Recorde aqui as incidências do encontro
A jogar perante o seu público, a formação da casa entrou destemida, mas valeu-se de um inspiradíssimo Pedro Martinho na baliza para travar as primeiras investidas minhotas. A eficácia defensiva deu frutos aos 15 minutos, quando Octávio Alves aproveitou um erro na saída de bola do SC Braga para inaugurar o marcador e levar os achigãs em vantagem para o descanso.
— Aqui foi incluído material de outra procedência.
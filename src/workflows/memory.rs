use std::path::Path;

use anyhow::{Context, Result};
use chrono::Utc;
use serde::Serialize;
use uuid::Uuid;

#[derive(Serialize)]
struct NoteFrontMatter<'a> {
    id: &'a str,
    #[serde(rename = "type")]
    kind: &'a str,
    tags: &'a [String],
    created: String,
    relevance: &'a str,
}

/// Write a memory note under the configured directory, keyed by a generated
/// id. Front matter first, freeform content after.
pub fn write_note(dir: &Path, kind: &str, tags: &[String], content: &str) -> Result<String> {
    let id = format!("mem-{}", Uuid::new_v4().simple());

    let front = NoteFrontMatter {
        id: &id,
        kind,
        tags,
        created: Utc::now().to_rfc3339(),
        relevance: "normal",
    };
    let front_yaml = serde_yaml::to_string(&front).context("failed to serialize note front matter")?;

    std::fs::create_dir_all(dir)
        .with_context(|| format!("failed to create memory dir {}", dir.display()))?;
    let path = dir.join(format!("{id}.md"));
    std::fs::write(&path, format!("---\n{front_yaml}---\n\n{content}\n"))
        .with_context(|| format!("failed to write memory note {}", path.display()))?;

    tracing::info!(note_id = %id, path = %path.display(), "wrote memory note");
    Ok(id)
}

#[cfg(test)]
mod tests {
    use super::*;

    #[test]
    fn test_note_written_under_id() {
        let dir = tempfile::tempdir().unwrap();
        let tags = vec!["trade-review".to_string(), "btc".to_string()];
        let id = write_note(dir.path(), "trade-lesson", &tags, "Size down into earnings.").unwrap();

        let body = std::fs::read_to_string(dir.path().join(format!("{id}.md"))).unwrap();
        assert!(body.starts_with("---\n"));
        assert!(body.contains(&format!("id: {id}")));
        assert!(body.contains("type: trade-lesson"));
        assert!(body.contains("- trade-review"));
        assert!(body.contains("- btc"));
        assert!(body.ends_with("Size down into earnings.\n"));
    }

    #[test]
    fn test_note_ids_are_unique() {
        let dir = tempfile::tempdir().unwrap();
        let a = write_note(dir.path(), "trade-lesson", &[], "a").unwrap();
        let b = write_note(dir.path(), "trade-lesson", &[], "b").unwrap();
        assert_ne!(a, b);
    }

    #[test]
    fn test_missing_directory_is_created() {
        let dir = tempfile::tempdir().unwrap();
        let nested = dir.path().join("deep").join("memory");
        let id = write_note(&nested, "trade-lesson", &[], "content").unwrap();
        assert!(nested.join(format!("{id}.md")).exists());
    }
}
use anyhow::Result;
use chrono::Utc;
use croner::Cron;

use crate::server::AppState;

use super::analysis;

/// Fires the daily analysis workflow on a cron schedule. Manual submissions
/// through the HTTP API use the same driver; this loop just provides the
/// unattended cadence.
pub struct AnalysisSchedule {
    cron: Cron,
}

impl AnalysisSchedule {
    pub fn new(schedule: &str) -> Result<Self> {
        let cron = Cron::new(schedule)
            .parse()
            .map_err(|e| anyhow::anyhow!("invalid cron expression '{}': {}", schedule, e))?;
        Ok(Self { cron })
    }

    pub async fn run_loop(self, state: AppState) {
        tracing::info!("analysis schedule started");

        loop {
            let now = Utc::now();
            let next = match self.cron.find_next_occurrence(&now, false) {
                Ok(next) => next,
                Err(e) => {
                    tracing::error!(error = %e, "failed to compute next analysis occurrence");
                    tokio::time::sleep(std::time::Duration::from_secs(60)).await;
                    continue;
                }
            };

            let duration = (next - now).to_std().unwrap_or(std::time::Duration::from_secs(1));
            tracing::info!(next = %next.format("%Y-%m-%d %H:%M:%S UTC"), "sleeping until next analysis run");
            tokio::time::sleep(duration).await;

            // Guard against premature wake from sleep imprecision
            let now_after = Utc::now();
            if now_after < next {
                let remaining = (next - now_after).to_std().unwrap_or_default();
                tokio::time::sleep(remaining).await;
            }

            state.jobs.sweep_expired().await;
            let job = state.jobs.create(None).await;
            let date = Utc::now().format("%Y-%m-%d").to_string();
            tracing::info!(job_id = %job.id, %date, "scheduled analysis firing");

            // One run at a time; the next fire waits for this one
            analysis::run(state.clone(), job.id, date).await;
        }
    }
}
A resposta da equipa orientada por Joel Rocha chegou no segundo período. Numa grande combinação com Bebé, Tiago Sousa restabeleceu a igualdade com um remate fulminante que ainda bateu na barra. O momento era dos gverreiros, mas a expulsão de Tiago Brito travou o fôlego arsenalista. Em superioridade numérica, o Ferreira do Zêzere fez o 2-1 por Kaká, mas viu a lei do ex funcionar logo a seguir, com Barreto a marcar um golo extraordinário para levar o encontro para o prolongamento.
Coração nas mãos até ao último segundo
Na etapa complementar, o pavilhão voltou a explodir quando Jó Mahrez, na sequência de um canto estudado, fuzilou as redes de Dudu para fazer o 3-2. O SC Braga ainda desperdiçou uma grande penalidade por Vilian Sousa, mas, já em situação de 5x4 com guarda-redes avançado, resgatou o empate a escassos dois segundos do fim da partida, graças a um desvio cirúrgico de Willian Carioca ao segundo poste.
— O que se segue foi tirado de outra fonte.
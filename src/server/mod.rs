pub mod routes;

use std::path::PathBuf;
use std::sync::Arc;

use axum::Router;

use crate::backend::Backend;
use crate::engine::launcher::EngineRunner;
use crate::jobs::JobStore;
use crate::sessions::SessionStore;

#[derive(Clone)]
pub struct AppState {
    pub jobs: Arc<JobStore>,
    pub sessions: Arc<SessionStore>,
    pub backend: Arc<dyn Backend>,
    pub runner: Arc<EngineRunner>,
    pub backend_url: String,
    pub memory_dir: PathBuf,
}

pub fn create_app(state: AppState) -> Router {
    routes::build_router(state)
}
Na lotaria dos penáltis, a pontaria caseira esteve mais afinada. Com as falhas de Mamadú Turé e Ricardo Lopes do lado minhoto, Daniel Sodré assumiu a responsabilidade e selou o triunfo final por 4-3 nas penalidades.
Com este resultado, o Ferreira do Zêzere faz o 1-0 na série e viaja até ao Minho a precisar de apenas uma vitória em dois jogos possíveis para carimbar uma presença nas meias-finais.